OIG: Switch critical access swing beds to SNF rates, save billions

A new report by the U.S. Department of Health and Human Services' Office of Inspector General determined that the government could save billions of dollars a year if the swing beds at critical access hospitals were reimbursed at rates comparable to those of skilled nursing facilities.

Under the current reimbursement rules, patients at critical access facilities do not have to leave their beds in order to receive skilled nursing services instead of acute care services, but the hospital is paid at the higher inpatient hospital rate.

Critical access hospitals have been struggling financially for years, but they have also been the subject of a vigorous debate regarding how they should receive their designation and even if they are properly designed. 

The OIG report found that the government would have saved $4.1 billion over a six-year period if those hospitals had their swing beds reimbursed at the skilled nursing propsective payment rates. OIG reached that conclusion by reviewing swing-bed Medicare claims data at critical access hospitals and at alternative facilities between 2005 and 2010.

Over that period of time, OIG determined that swing bed utilization at critical access hospitals grew considerably and Medicare spending on those beds increased on average to four times the cost of similar services at alternative facilities.

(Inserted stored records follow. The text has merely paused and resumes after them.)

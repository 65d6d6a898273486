// Copyright (C) 2026 Michael Wilson <mike@mdwn.dev>
//
// This program is free software: you can redistribute it and/or modify it under
// the terms of the GNU General Public License as published by the Free Software
// Foundation, version 3.
//
// This program is distributed in the hope that it will be useful, but WITHOUT
// ANY WARRANTY; without even the implied warranty of MERCHANTABILITY or FITNESS
// FOR A PARTICULAR PURPOSE. See the GNU General Public License for more details.
//
// You should have received a copy of the GNU General Public License along with
// this program. If not, see <https://www.gnu.org/licenses/>.
//
use std::sync::atomic::{AtomicU32, AtomicUsize, Ordering};

/// Lock-free single-producer single-consumer ring of f32 samples. The playback thread writes,
/// the device callback reads. Samples are stored as raw bits so no unsafe code is needed.
pub(crate) struct SampleRing {
    /// Backing slots, length is a power of two.
    slots: Box<[AtomicU32]>,
    /// Index mask for the slots.
    mask: usize,
    /// Total samples ever written. Only the producer stores to this.
    written: AtomicUsize,
    /// Total samples ever read. Only the consumer stores to this.
    read: AtomicUsize,
}

impl SampleRing {
    /// Creates a ring holding at least `capacity` samples.
    pub(crate) fn new(capacity: usize) -> SampleRing {
        let capacity = capacity.max(1).next_power_of_two();
        SampleRing {
            slots: (0..capacity).map(|_| AtomicU32::new(0)).collect(),
            mask: capacity - 1,
            written: AtomicUsize::new(0),
            read: AtomicUsize::new(0),
        }
    }

    #[inline]
    pub(crate) fn capacity(&self) -> usize {
        self.slots.len()
    }

    /// Number of samples waiting to be read.
    #[inline]
    pub(crate) fn available(&self) -> usize {
        self.written
            .load(Ordering::Acquire)
            .wrapping_sub(self.read.load(Ordering::Acquire))
    }

    /// Writes as many samples as fit and returns how many were written.
    pub(crate) fn write(&self, samples: &[f32]) -> usize {
        let written = self.written.load(Ordering::Relaxed);
        let read = self.read.load(Ordering::Acquire);
        let space = self.capacity() - written.wrapping_sub(read);
        let count = space.min(samples.len());

        for (offset, sample) in samples[..count].iter().enumerate() {
            self.slots[written.wrapping_add(offset) & self.mask]
                .store(sample.to_bits(), Ordering::Relaxed);
        }

        self.written
            .store(written.wrapping_add(count), Ordering::Release);
        count
    }

    /// Reads up to `output.len()` samples and returns how many were read.
    pub(crate) fn read(&self, output: &mut [f32]) -> usize {
        let read = self.read.load(Ordering::Relaxed);
        let written = self.written.load(Ordering::Acquire);
        let count = written.wrapping_sub(read).min(output.len());

        for (offset, sample) in output[..count].iter_mut().enumerate() {
            *sample = f32::from_bits(
                self.slots[read.wrapping_add(offset) & self.mask].load(Ordering::Relaxed),
            );
        }

        self.read.store(read.wrapping_add(count), Ordering::Release);
        count
    }
}

#[cfg(test)]
mod tests {
    use super::*;

    #[test]
    fn test_capacity_rounds_up() {
        assert_eq!(1024, SampleRing::new(1000).capacity());
        assert_eq!(1, SampleRing::new(0).capacity());
    }

    #[test]
    fn test_write_stops_when_full() {
        let ring = SampleRing::new(4);
        assert_eq!(4, ring.write(&[0.1, 0.2, 0.3, 0.4, 0.5]));
        assert_eq!(0, ring.write(&[0.6]));
        assert_eq!(4, ring.available());
    }

    #[test]
    fn test_wraps_around() {
        let ring = SampleRing::new(4);
        let mut output = [0.0f32; 3];

        assert_eq!(3, ring.write(&[1.0, 2.0, 3.0]));
        assert_eq!(3, ring.read(&mut output));
        assert_eq!([1.0, 2.0, 3.0], output);

        // The next write straddles the end of the backing slots.
        assert_eq!(4, ring.write(&[4.0, 5.0, 6.0, 7.0]));
        let mut output = [0.0f32; 6];
        assert_eq!(4, ring.read(&mut output));
        assert_eq!([4.0, 5.0, 6.0, 7.0], output[..4]);
        assert_eq!(0, ring.available());
    }

    #[test]
    fn test_concurrent_producer_consumer() {
        use std::sync::Arc;
        use std::thread;

        let ring = Arc::new(SampleRing::new(64));
        let total = 10_000usize;

        let producer = {
            let ring = ring.clone();
            thread::spawn(move || {
                let samples: Vec<f32> = (0..total).map(|i| i as f32).collect();
                let mut offset = 0;
                while offset < total {
                    offset += ring.write(&samples[offset..]);
                    thread::yield_now();
                }
            })
        };

        let mut received = Vec::with_capacity(total);
        let mut scratch = [0.0f32; 17];
        while received.len() < total {
            let read = ring.read(&mut scratch);
            received.extend_from_slice(&scratch[..read]);
            thread::yield_now();
        }
        producer.join().unwrap();

        assert!(received.iter().enumerate().all(|(i, s)| *s == i as f32));
    }
}
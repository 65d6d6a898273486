// Copyright (C) 2026 Michael Wilson <mike@mdwn.dev>
//
// This program is free software: you can redistribute it and/or modify it under
// the terms of the GNU General Public License as published by the Free Software
// Foundation, version 3.
//
// This program is distributed in the hope that it will be useful, but WITHOUT
// ANY WARRANTY; without even the implied warranty of MERCHANTABILITY or FITNESS
// FOR A PARTICULAR PURPOSE. See the GNU General Public License for more details.
//
// You should have received a copy of the GNU General Public License along with
// this program. If not, see <https://www.gnu.org/licenses/>.
//

use parking_lot::{Condvar, Mutex};

use super::PlaybackRequest;
use crate::playsync::CancelHandle;

#[derive(Default)]
struct SlotState {
    /// The request waiting to be rendered. Newer requests replace it.
    pending: Option<PlaybackRequest>,
    /// The handle of the request currently being rendered.
    rendering: Option<CancelHandle>,
    closed: bool,
}

/// A single-slot hand-off between the dispatcher and the playback thread. The most recent
/// request always wins: enqueueing replaces whatever is pending and never waits on the
/// renderer.
#[derive(Default)]
pub struct PendingSlot {
    state: Mutex<SlotState>,
    available: Condvar,
}

impl PendingSlot {
    pub fn new() -> PendingSlot {
        PendingSlot::default()
    }

    /// Drops the pending request and cancels the one being rendered, if any.
    pub fn clear(&self) {
        let mut state = self.state.lock();
        state.pending = None;
        if let Some(rendering) = &state.rendering {
            rendering.cancel();
        }
    }

    /// Replaces the pending request and wakes the consumer.
    pub fn enqueue(&self, request: PlaybackRequest) {
        let mut state = self.state.lock();
        if state.closed {
            return;
        }
        state.pending = Some(request);
        self.available.notify_one();
    }

    /// Blocks until a request is available, then hands it out along with the handle that
    /// will be raised if it's superseded. Returns None once the slot is closed.
    pub fn take(&self) -> Option<(PlaybackRequest, CancelHandle)> {
        let mut state = self.state.lock();
        loop {
            if state.closed {
                return None;
            }
            if let Some(request) = state.pending.take() {
                let handle = CancelHandle::new();
                state.rendering = Some(handle.clone());
                return Some((request, handle));
            }
            self.available.wait(&mut state);
        }
    }

    /// Marks the given request as no longer rendering.
    pub fn finish(&self, handle: &CancelHandle) {
        let mut state = self.state.lock();
        if state
            .rendering
            .as_ref()
            .is_some_and(|rendering| rendering.same_request(handle))
        {
            state.rendering = None;
        }
    }

    /// Returns a copy of the pending request.
    #[cfg(test)]
    pub fn pending(&self) -> Option<PlaybackRequest> {
        self.state.lock().pending.clone()
    }

    /// Closes the slot. Pending requests are dropped, the rendering request is cancelled and
    /// the consumer is released.
    pub fn close(&self) {
        let mut state = self.state.lock();
        state.closed = true;
        state.pending = None;
        if let Some(rendering) = &state.rendering {
            rendering.cancel();
        }
        self.available.notify_all();
    }
}

#[cfg(test)]
mod tests {
    use std::{sync::Arc, thread, time::Duration};

    use super::*;
    use crate::{alerts::Category, audio::DeviceSelector};

    fn request(category: Category, volume: f32) -> PlaybackRequest {
        PlaybackRequest {
            category,
            volume,
            balance: 0.0,
            device: DeviceSelector::Name("mock-device".to_string()),
        }
    }

    #[test]
    fn test_most_recent_request_wins() {
        let slot = PendingSlot::new();
        slot.enqueue(request(Category::AoaWarning, 20.0));
        slot.enqueue(request(Category::AoaWarning, 35.0));
        slot.enqueue(request(Category::StallWarning, 100.0));

        let (taken, _) = slot.take().expect("request");
        assert_eq!(request(Category::StallWarning, 100.0), taken);
        assert_eq!(None, slot.pending());
    }

    #[test]
    fn test_clear_drops_pending_and_cancels_rendering() {
        let slot = PendingSlot::new();
        slot.enqueue(request(Category::AoaWarning, 20.0));
        let (_, handle) = slot.take().expect("request");

        slot.enqueue(request(Category::AoaWarning, 30.0));
        slot.clear();

        assert!(handle.is_cancelled());
        assert_eq!(None, slot.pending());
    }

    #[test]
    fn test_finish_detaches_handle() {
        let slot = PendingSlot::new();
        slot.enqueue(request(Category::AoaWarning, 20.0));
        let (_, handle) = slot.take().expect("request");
        slot.finish(&handle);

        // Once finished, later clears no longer touch the old request.
        slot.clear();
        assert!(!handle.is_cancelled());
    }

    #[test]
    fn test_take_blocks_until_enqueue() {
        let slot = Arc::new(PendingSlot::new());
        let consumer = {
            let slot = slot.clone();
            thread::spawn(move || slot.take().map(|(request, _)| request))
        };

        thread::sleep(Duration::from_millis(50));
        assert!(!consumer.is_finished());
        slot.enqueue(request(Category::StallWarning, 100.0));

        let taken = consumer.join().expect("consumer panicked");
        assert_eq!(Some(request(Category::StallWarning, 100.0)), taken);
    }

    #[test]
    fn test_close_releases_consumer() {
        let slot = Arc::new(PendingSlot::new());
        let consumer = {
            let slot = slot.clone();
            thread::spawn(move || slot.take().is_none())
        };

        thread::sleep(Duration::from_millis(20));
        slot.close();
        assert!(consumer.join().expect("consumer panicked"));

        slot.enqueue(request(Category::AoaWarning, 20.0));
        assert_eq!(None, slot.pending());
    }
}
#[cfg(test)]
mod tests {
    use std::{fs, sync::Arc, time::Duration};

    use super::*;
    use crate::{
        audio::{mock, SymphoniaDecoder},
        testutil,
    };

    fn decoded(samples: Vec<f32>, channels: u16) -> DecodedAsset {
        DecodedAsset {
            samples,
            channels,
            sample_rate: 44100,
        }
    }

    #[test]
    fn test_channel_gains() {
        let centered = ChannelGains::new(50.0, 0.0);
        assert_eq!(0.5, centered.left);
        assert_eq!(0.5, centered.right);
        assert_eq!(0.5, centered.mono);

        let left = ChannelGains::new(50.0, -100.0);
        assert_eq!(1.0, left.left);
        assert_eq!(0.0, left.right);

        let right = ChannelGains::new(100.0, 50.0);
        assert_eq!(0.5, right.left);
        assert_eq!(1.5, right.right);

        // Out of range inputs are clamped.
        assert_eq!(ChannelGains::new(100.0, 100.0), ChannelGains::new(250.0, 400.0));
    }

    #[test]
    fn test_gains_by_channel_layout() {
        let gains = ChannelGains::new(80.0, 50.0);
        assert_eq!(gains.mono, gains.for_channel(0, 1));
        assert_eq!(gains.left, gains.for_channel(0, 2));
        assert_eq!(gains.right, gains.for_channel(1, 2));
        assert_eq!(gains.mono, gains.for_channel(2, 6));
    }

    #[test]
    fn test_limiter_bounds_every_sample() {
        let buffer = preprocess(decoded(vec![1.0, -1.0, 0.95, -0.3], 2), 100.0, 100.0);
        assert!(buffer.samples.iter().all(|s| s.abs() <= 0.9));
        // Full right balance silences the left channel.
        assert_eq!(0.0, buffer.samples[0]);
        assert_eq!(-0.6, buffer.samples[3]);
        assert_eq!(-0.9, buffer.samples[1]);
    }

    #[test]
    fn test_safe_scaling_bounds_peak() {
        let buffer = preprocess(decoded(vec![0.2, -0.9, 0.5, 0.1], 1), 100.0, 0.0);
        let peak = buffer.samples.iter().fold(0.0f32, |p, s| p.max(s.abs()));
        assert!(buffer.safe_scaling <= 1.0);
        assert!(peak * buffer.safe_scaling <= 0.7 + 1e-6);
        assert!((buffer.safe_scaling - 0.7 / 0.9).abs() < 1e-6);

        // Quiet assets aren't boosted.
        let quiet = preprocess(decoded(vec![0.1, -0.2], 1), 100.0, 0.0);
        assert_eq!(1.0, quiet.safe_scaling);
    }

    #[test]
    fn test_silent_asset_has_unit_scaling() {
        let buffer = preprocess(decoded(vec![0.0; 16], 2), 100.0, 0.0);
        assert_eq!(1.0, buffer.safe_scaling);
        assert_eq!(8, buffer.frames());
    }

    #[test]
    fn test_preprocess_is_bit_identical() {
        // A clipping, unevenly balanced signal exercises every stage.
        let samples: Vec<f32> = (0..2048)
            .map(|i| 1.4 * (i as f32 * 0.037).sin() + 0.05 * (i as f32 * 0.91).cos())
            .collect();
        let input = decoded(samples, 2);

        let first = preprocess(input.clone(), 73.0, -35.0);
        let second = preprocess(input, 73.0, -35.0);

        assert!(first.samples.iter().any(|s| s.abs() == 0.9));
        assert_eq!(first.samples.len(), second.samples.len());
        for (a, b) in first.samples.iter().zip(second.samples.iter()) {
            assert_eq!(a.to_bits(), b.to_bits());
        }
        assert_eq!(first.safe_scaling.to_bits(), second.safe_scaling.to_bits());
    }

    #[test]
    fn test_transcoded_buffer_is_limited_and_scaled() {
        let buffer = preprocess(decoded(vec![0.9; 4410], 1), 100.0, 0.0);
        let converted = buffer
            .transcoded(StreamFormat {
                sample_rate: 48000,
                channels: 2,
            })
            .unwrap();

        assert_eq!(2, converted.channels);
        assert_eq!(48000, converted.sample_rate);
        assert_eq!(4800, converted.frames());
        let peak = converted.samples.iter().fold(0.0f32, |p, s| p.max(s.abs()));
        assert!(peak <= 0.9);
        assert!(peak * converted.safe_scaling <= 0.7 + 1e-6);
    }

    #[test]
    fn test_transcoded_once_per_buffer_and_format() {
        let bank = BufferBank::new(Arc::new(SymphoniaDecoder), Path::new("audio"));
        bank.insert(Category::AoaWarning, preprocess(decoded(vec![0.5; 64], 1), 100.0, 0.0));
        let buffer = bank.buffer(Category::AoaWarning).unwrap();
        let stereo = StreamFormat {
            sample_rate: 44100,
            channels: 2,
        };

        let first = bank.transcoded(Category::AoaWarning, &buffer, stereo).unwrap();
        let second = bank.transcoded(Category::AoaWarning, &buffer, stereo).unwrap();
        assert!(Arc::ptr_eq(&first, &second));
        assert_eq!(128, first.samples.len());

        // Already in the requested format.
        let same = bank.transcoded(Category::AoaWarning, &buffer, buffer.format()).unwrap();
        assert!(Arc::ptr_eq(&buffer, &same));

        // A replaced buffer is converted again.
        bank.insert(Category::AoaWarning, preprocess(decoded(vec![0.25; 64], 1), 100.0, 0.0));
        let replaced = bank.buffer(Category::AoaWarning).unwrap();
        let third = bank.transcoded(Category::AoaWarning, &replaced, stereo).unwrap();
        assert!(!Arc::ptr_eq(&first, &third));
        assert_eq!(0.25, third.samples[0]);
    }

    fn bank_fixture(
        amplitude: f32,
    ) -> Result<(tempfile::TempDir, tempfile::TempDir, ConfigurationStore, BufferBank), Box<dyn std::error::Error>>
    {
        let profiles = testutil::profiles_dir(testutil::DEFAULT_PROFILE)?;
        let assets = testutil::asset_root(256, 2, amplitude)?;
        let store = ConfigurationStore::open(
            profiles.path(),
            Arc::new(mock::Backend::default()),
            None,
        )?;
        let bank = BufferBank::new(Arc::new(SymphoniaDecoder), assets.path());
        Ok((profiles, assets, store, bank))
    }

    #[test]
    fn test_refresh_builds_every_category() -> Result<(), Box<dyn std::error::Error>> {
        let (_profiles, _assets, store, bank) = bank_fixture(0.5)?;

        assert_eq!(2, bank.refresh(&store));
        let aoa = bank.buffer(Category::AoaWarning).ok_or("no aoa buffer")?;
        let stall = bank.buffer(Category::StallWarning).ok_or("no stall buffer")?;

        // The AoA tone is built at its start volume, the stall tone at the stall volume.
        assert!((aoa.samples[0] - 0.1).abs() < 1e-6);
        assert!((stall.samples[0] - 0.5).abs() < 1e-6);
        assert_eq!(256, aoa.frames());
        Ok(())
    }

    #[test]
    fn test_refresh_is_idempotent() -> Result<(), Box<dyn std::error::Error>> {
        let (_profiles, _assets, store, bank) = bank_fixture(0.5)?;

        assert_eq!(2, bank.refresh(&store));
        let before = bank.buffer(Category::StallWarning).ok_or("no stall buffer")?;
        assert_eq!(0, bank.refresh(&store));
        let after = bank.buffer(Category::StallWarning).ok_or("no stall buffer")?;
        assert!(Arc::ptr_eq(&before, &after));
        Ok(())
    }

    #[test]
    fn test_refresh_rebuilds_only_changed_category() -> Result<(), Box<dyn std::error::Error>> {
        let (profiles, _assets, store, bank) = bank_fixture(0.5)?;
        bank.refresh(&store);
        let aoa_before = bank.buffer(Category::AoaWarning).ok_or("no aoa buffer")?;

        testutil::rewrite_profile(
            &profiles.path().join("default.cfg"),
            &testutil::DEFAULT_PROFILE.replace("Stall_warning_balance = 0", "Stall_warning_balance = -100"),
            Duration::from_secs(10),
        )?;
        store.reload(None)?;

        assert_eq!(1, bank.refresh(&store));
        let aoa_after = bank.buffer(Category::AoaWarning).ok_or("no aoa buffer")?;
        assert!(Arc::ptr_eq(&aoa_before, &aoa_after));

        let stall = bank.buffer(Category::StallWarning).ok_or("no stall buffer")?;
        assert!((stall.samples[0] - 0.9).abs() < 1e-6);
        assert_eq!(0.0, stall.samples[1]);
        Ok(())
    }

    #[test]
    fn test_failed_load_keeps_previous_buffer() -> Result<(), Box<dyn std::error::Error>> {
        let (profiles, assets, store, bank) = bank_fixture(0.5)?;
        bank.refresh(&store);
        let before = bank.buffer(Category::AoaWarning).ok_or("no aoa buffer")?;

        fs::write(assets.path().join("broken.wav"), b"not audio")?;
        testutil::rewrite_profile(
            &profiles.path().join("default.cfg"),
            &testutil::DEFAULT_PROFILE.replace("aoa_warning.wav", "broken.wav"),
            Duration::from_secs(10),
        )?;
        store.reload(None)?;

        assert_eq!(0, bank.refresh(&store));
        let after = bank.buffer(Category::AoaWarning).ok_or("no aoa buffer")?;
        assert!(Arc::ptr_eq(&before, &after));
        Ok(())
    }

    #[test]
    fn test_missing_asset_leaves_category_empty() -> Result<(), Box<dyn std::error::Error>> {
        let (_profiles, assets, store, bank) = bank_fixture(0.5)?;
        fs::remove_file(assets.path().join("stall_warning.wav"))?;

        assert_eq!(1, bank.refresh(&store));
        assert!(bank.buffer(Category::AoaWarning).is_some());
        assert!(bank.buffer(Category::StallWarning).is_none());
        Ok(())
    }

    #[test]
    fn test_resolve_asset() {
        let bank = BufferBank::new(Arc::new(SymphoniaDecoder), Path::new("audio"));
        assert_eq!(Path::new("audio/tone.wav"), bank.resolve_asset("tone.wav"));
        assert_eq!(Path::new("/tmp/tone.wav"), bank.resolve_asset("/tmp/tone.wav"));
    }
}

The analysis conducted by the OIG led to this conclusion: 90 percent of the critical access hospitals it sampled for the study had alternative facilities with skilled nursing care available within a 35-mile radius.

As a result, the OIG has asked the Centers for Medicare & Medicaid Services (CMS) to seek federal legislation that would address the issue. However, CMS balked at the request, according to the report, because it was concerned that the OIG's conclusions regarding the availability of nearby SNF services may not be accurate.